— EXERCISE —
I need every line of the material below that includes the string "async".

— PROVIDED ENTRIES —
--- --- ---
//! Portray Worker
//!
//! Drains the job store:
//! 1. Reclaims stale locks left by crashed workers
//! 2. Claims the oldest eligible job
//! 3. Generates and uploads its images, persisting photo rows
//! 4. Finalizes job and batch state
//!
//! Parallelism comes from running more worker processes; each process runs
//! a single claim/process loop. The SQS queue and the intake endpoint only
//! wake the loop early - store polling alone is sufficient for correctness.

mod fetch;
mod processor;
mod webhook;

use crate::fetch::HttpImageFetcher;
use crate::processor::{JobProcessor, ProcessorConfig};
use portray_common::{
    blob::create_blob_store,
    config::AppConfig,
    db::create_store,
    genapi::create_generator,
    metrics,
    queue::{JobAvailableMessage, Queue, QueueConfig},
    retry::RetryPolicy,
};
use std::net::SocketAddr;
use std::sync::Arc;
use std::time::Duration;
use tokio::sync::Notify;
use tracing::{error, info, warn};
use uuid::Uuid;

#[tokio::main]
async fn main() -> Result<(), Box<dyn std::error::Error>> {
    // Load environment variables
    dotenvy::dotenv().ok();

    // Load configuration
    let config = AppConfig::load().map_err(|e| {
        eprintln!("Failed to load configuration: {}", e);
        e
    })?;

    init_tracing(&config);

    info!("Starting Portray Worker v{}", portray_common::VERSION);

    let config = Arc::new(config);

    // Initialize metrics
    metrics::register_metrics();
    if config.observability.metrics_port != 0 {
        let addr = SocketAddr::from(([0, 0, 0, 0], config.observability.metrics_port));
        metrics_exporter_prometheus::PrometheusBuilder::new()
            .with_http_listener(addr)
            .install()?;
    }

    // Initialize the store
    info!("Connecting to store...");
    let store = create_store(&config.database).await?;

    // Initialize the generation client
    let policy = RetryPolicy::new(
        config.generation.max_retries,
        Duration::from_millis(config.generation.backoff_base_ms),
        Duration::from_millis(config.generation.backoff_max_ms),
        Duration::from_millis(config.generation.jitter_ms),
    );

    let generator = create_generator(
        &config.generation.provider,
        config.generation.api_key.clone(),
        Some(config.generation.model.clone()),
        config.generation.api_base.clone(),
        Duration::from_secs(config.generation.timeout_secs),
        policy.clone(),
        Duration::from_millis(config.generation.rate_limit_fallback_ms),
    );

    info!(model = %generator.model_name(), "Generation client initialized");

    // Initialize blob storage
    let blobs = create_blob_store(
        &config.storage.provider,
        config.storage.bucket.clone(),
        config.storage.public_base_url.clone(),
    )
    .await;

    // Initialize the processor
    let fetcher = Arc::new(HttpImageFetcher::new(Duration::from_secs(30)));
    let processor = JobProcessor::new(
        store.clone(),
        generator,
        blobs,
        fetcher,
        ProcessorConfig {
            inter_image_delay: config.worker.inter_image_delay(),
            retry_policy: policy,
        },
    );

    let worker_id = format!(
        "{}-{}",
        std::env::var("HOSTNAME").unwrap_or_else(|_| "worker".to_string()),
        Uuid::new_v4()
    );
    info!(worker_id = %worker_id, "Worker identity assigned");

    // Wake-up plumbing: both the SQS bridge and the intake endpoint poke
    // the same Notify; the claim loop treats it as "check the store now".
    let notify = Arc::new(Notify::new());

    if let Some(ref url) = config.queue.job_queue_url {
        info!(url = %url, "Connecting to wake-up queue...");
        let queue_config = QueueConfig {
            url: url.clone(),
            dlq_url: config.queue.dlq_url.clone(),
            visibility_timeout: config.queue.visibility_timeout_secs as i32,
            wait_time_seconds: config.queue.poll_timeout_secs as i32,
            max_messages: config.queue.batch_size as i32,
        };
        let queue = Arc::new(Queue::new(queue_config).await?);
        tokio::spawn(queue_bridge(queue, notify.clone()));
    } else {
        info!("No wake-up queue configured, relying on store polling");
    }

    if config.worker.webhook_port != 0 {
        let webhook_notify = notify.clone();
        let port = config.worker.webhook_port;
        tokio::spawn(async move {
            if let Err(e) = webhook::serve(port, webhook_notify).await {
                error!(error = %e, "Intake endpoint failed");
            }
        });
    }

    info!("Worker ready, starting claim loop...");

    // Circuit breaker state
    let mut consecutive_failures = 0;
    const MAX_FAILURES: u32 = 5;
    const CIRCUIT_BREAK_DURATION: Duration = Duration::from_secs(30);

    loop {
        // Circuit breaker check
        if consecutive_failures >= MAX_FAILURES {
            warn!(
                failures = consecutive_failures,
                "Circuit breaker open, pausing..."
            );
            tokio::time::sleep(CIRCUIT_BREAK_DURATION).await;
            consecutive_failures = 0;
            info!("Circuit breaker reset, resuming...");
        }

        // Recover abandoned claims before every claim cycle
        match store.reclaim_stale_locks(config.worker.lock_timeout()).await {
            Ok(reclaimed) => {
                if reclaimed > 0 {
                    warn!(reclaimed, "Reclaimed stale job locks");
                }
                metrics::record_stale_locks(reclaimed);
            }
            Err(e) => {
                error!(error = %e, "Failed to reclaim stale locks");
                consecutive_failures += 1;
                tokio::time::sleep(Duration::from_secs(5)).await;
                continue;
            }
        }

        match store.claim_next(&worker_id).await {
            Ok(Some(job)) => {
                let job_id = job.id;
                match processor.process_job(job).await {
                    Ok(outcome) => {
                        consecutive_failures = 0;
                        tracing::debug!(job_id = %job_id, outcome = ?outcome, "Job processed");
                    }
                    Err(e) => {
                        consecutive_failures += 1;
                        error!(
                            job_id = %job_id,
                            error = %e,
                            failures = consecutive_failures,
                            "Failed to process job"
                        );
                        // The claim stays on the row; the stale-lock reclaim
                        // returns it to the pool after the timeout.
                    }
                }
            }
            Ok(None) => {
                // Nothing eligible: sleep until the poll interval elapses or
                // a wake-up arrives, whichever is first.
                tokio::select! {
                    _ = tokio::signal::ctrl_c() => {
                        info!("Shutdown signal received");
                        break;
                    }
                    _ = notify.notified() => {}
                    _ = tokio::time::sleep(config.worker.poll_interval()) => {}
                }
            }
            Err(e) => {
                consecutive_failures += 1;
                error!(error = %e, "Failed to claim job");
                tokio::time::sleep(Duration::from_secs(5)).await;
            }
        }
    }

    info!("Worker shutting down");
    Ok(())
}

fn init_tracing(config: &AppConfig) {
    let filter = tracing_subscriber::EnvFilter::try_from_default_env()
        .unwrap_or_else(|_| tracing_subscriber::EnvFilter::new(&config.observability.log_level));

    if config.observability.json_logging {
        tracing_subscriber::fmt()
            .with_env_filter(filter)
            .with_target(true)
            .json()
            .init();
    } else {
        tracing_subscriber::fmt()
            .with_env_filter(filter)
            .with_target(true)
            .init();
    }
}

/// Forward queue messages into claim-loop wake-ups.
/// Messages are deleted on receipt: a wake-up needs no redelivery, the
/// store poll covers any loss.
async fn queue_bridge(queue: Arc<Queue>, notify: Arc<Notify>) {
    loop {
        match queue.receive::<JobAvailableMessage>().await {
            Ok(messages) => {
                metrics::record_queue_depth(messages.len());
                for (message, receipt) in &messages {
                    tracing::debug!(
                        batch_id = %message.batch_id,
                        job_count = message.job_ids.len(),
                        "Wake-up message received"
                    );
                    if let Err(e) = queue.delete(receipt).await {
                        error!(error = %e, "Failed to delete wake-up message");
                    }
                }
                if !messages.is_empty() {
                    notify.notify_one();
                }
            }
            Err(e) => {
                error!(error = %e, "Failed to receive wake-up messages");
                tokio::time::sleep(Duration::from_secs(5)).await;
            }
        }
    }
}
--- --- ---
— ANSWER BOX —
async fn main() -> Result<(), Box<dyn std::error::Error>> {
        tokio::spawn(async move {
async fn queue_bridge(queue: Arc<Queue>, notify: Arc<Notify>) {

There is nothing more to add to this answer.